Last year, Kawano received a $1.1 million grant through the Faculty Early Career Development Program (CAREER) from the National Science Foundation to support her research on the evolutionary biomechanics of salamander locomotion.

“Dr. Kawano’s pioneering and innovative work in this field is transforming our understanding of how certain species evolved, and shedding new light on the link between form and function,” said CCAS Dean Paul Wahlbeck. “I’m so appreciative of the Keck Foundation for enabling her to expand her important research.”

The water-to-land enigma

With the Keck grant, Kawano plans to extend her research beyond tetrapods (vertebrates with four limbs) to gain a better understanding of how our ancestors made the transition from water to land roughly 375 million years ago. Determining how vertebrates first moved onto land is central to understanding human anatomy, Kawano said. But it remains an enigma. Prehistoric fishes are theorized to have had bones too weak to crawl onto land, so the shift from fins to limbs may have been a necessary evolutionary innovation.
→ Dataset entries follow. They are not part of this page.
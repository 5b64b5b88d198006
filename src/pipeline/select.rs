//! Date-range filtering and ordering of records.

use crate::error::ExportError;
use crate::pipeline::ingest::Record;
use chrono::NaiveDate;
use serde::{Deserialize, Serialize};

/// Inclusive calendar-date range.
#[derive(Debug, Clone, Copy, PartialEq, Eq, Serialize, Deserialize)]
pub struct DateRange {
    start: NaiveDate,
    end: NaiveDate,
}

impl DateRange {
    pub fn new(start: NaiveDate, end: NaiveDate) -> Result<Self, ExportError> {
        if start > end {
            return Err(ExportError::InvalidDateRange(format!(
                "start {} is later than end {}",
                start, end
            )));
        }
        Ok(Self { start, end })
    }

    /// Parse optional `YYYY-MM-DD` bounds. Both or neither must be given.
    pub fn parse(start: Option<&str>, end: Option<&str>) -> Result<Option<Self>, ExportError> {
        let parse_one = |s: &str| {
            NaiveDate::parse_from_str(s.trim(), "%Y-%m-%d").map_err(|_| {
                ExportError::InvalidDateRange(format!("'{}' is not a YYYY-MM-DD date", s))
            })
        };
        match (start, end) {
            (None, None) => Ok(None),
            (Some(s), Some(e)) => Ok(Some(Self::new(parse_one(s)?, parse_one(e)?)?)),
            _ => Err(ExportError::InvalidDateRange(
                "date filter requires both a start and an end date".into(),
            )),
        }
    }

    pub fn start(&self) -> NaiveDate {
        self.start
    }

    pub fn end(&self) -> NaiveDate {
        self.end
    }

    pub fn contains(&self, date: NaiveDate) -> bool {
        date >= self.start && date <= self.end
    }
}

/// Record order in the document.
#[derive(Debug, Clone, Copy, PartialEq, Eq, Default, Serialize, Deserialize)]
pub enum SortOrder {
    /// Oldest first. (default)
    #[default]
    Ascending,
    /// Newest first.
    Descending,
}

/// Keep records inside `range` and sort them by timestamp.
///
/// The sort is stable, so records with equal timestamps keep their CSV order.
pub fn select(records: Vec<Record>, range: Option<DateRange>, order: SortOrder) -> Vec<Record> {
    let mut kept: Vec<Record> = match range {
        Some(r) => records
            .into_iter()
            .filter(|rec| r.contains(rec.created_at.date()))
            .collect(),
        None => records,
    };
    match order {
        SortOrder::Ascending => kept.sort_by(|a, b| a.created_at.cmp(&b.created_at)),
        SortOrder::Descending => kept.sort_by(|a, b| b.created_at.cmp(&a.created_at)),
    }
    kept
}

#[cfg(test)]
mod tests {
    use super::*;
    use crate::pipeline::ingest::parse_datetime;

    fn rec(id: &str, ts: &str) -> Record {
        Record {
            id: id.into(),
            created_at: parse_datetime(ts).unwrap(),
            text: String::new(),
            link: String::new(),
            media_urls: vec![],
        }
    }

    fn ids(rs: &[Record]) -> Vec<&str> {
        rs.iter().map(|r| r.id.as_str()).collect()
    }

    #[test]
    fn range_requires_both_bounds() {
        assert!(DateRange::parse(None, None).unwrap().is_none());
        assert!(DateRange::parse(Some("2024-01-01"), None).is_err());
        assert!(DateRange::parse(Some("2024-02-01"), Some("2024-01-01")).is_err());
        assert!(DateRange::parse(Some("01/02/2024"), Some("2024-01-01")).is_err());
    }

    #[test]
    fn range_is_inclusive_by_date() {
        let r = DateRange::parse(Some("2024-01-02"), Some("2024-01-03"))
            .unwrap()
            .unwrap();
        let records = vec![
            rec("a", "2024-01-01 23:59:59"),
            rec("b", "2024-01-02 00:00:00"),
            rec("c", "2024-01-03 23:59:59"),
            rec("d", "2024-01-04 00:00:00"),
        ];
        assert_eq!(ids(&select(records, Some(r), SortOrder::Ascending)), ["b", "c"]);
    }

    #[test]
    fn sort_orders_are_stable() {
        let records = vec![
            rec("late", "2024-03-01"),
            rec("tie1", "2024-02-01"),
            rec("early", "2024-01-01"),
            rec("tie2", "2024-02-01"),
        ];
        assert_eq!(
            ids(&select(records.clone(), None, SortOrder::Ascending)),
            ["early", "tie1", "tie2", "late"]
        );
        assert_eq!(
            ids(&select(records, None, SortOrder::Descending)),
            ["late", "tie1", "tie2", "early"]
        );
    }
}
Fossil evidence now suggests that terrestrial walking may have occurred almost 50 million years before tetrapods originated. Living fishes can move on land without major terrestrial adaptations typical of tetrapods, potentially revealing alternative strategies for amphibious locomotion.

In her new work, Kawano will develop computational models that estimate the capabilities of extinct animals and decipher the novel features of fish bones that enable numerous living species to leave the water’s edge.

Using living salamanders and amphibious fishes as functional models of their extinct relatives, her research will incorporate fossil morphology from extinct fishes and tetrapods to help resolve long-standing debates about when and how vertebrates first moved onto land.

A tetrapod-like fish, Eusthenopteron, grey, in an exhibit case
A tetrapod-like fish, Eusthenopteron, that lived about 370 million years ago had terrestrial adaptations in its bones that could have supported its body weight. (Photo: Sandy Kawano and the Cleveland Museum of Natural History)

The project also integrates a variety of STEM techniques—such as physiology, 3D imaging, materials science and engineering and machine learning—to pioneer work on the functional diversity of bones. Unlike past research efforts, Kawano can now access ultra-sophisticated technology to collect data from micro-scale specimens, including bones just a millimeter in width.

Identifying the mechanistic links between form and function has broad implications, Kawano said—from synthesizing biomaterials for NASA to working on adaptive exoskeletons through the Defense Advanced Research Projects Agency to designing amphibious robots for autonomous exploration of dangerous terrain.

“I am honored and incredibly grateful to the W.M. Keck Foundation for their generous support. With the Keck Research Grant, I will not only be able to reach new horizons in my career but also support the professional development of postdoctoral researchers, post-baccalaureate students and undergraduate students,” Kawano said.

In her lab and classroom, Kawano introduces students to the research possibilities of what she calls “nature’s misfits”—like climbing salamanders and fishes that live on land. 

“These animals are a treasure trove,” she said. “My students ask me, ‘What do you think we’ll find?’ And I tell them no one knows. That’s the exciting thing. We are at the forefront of discovery.”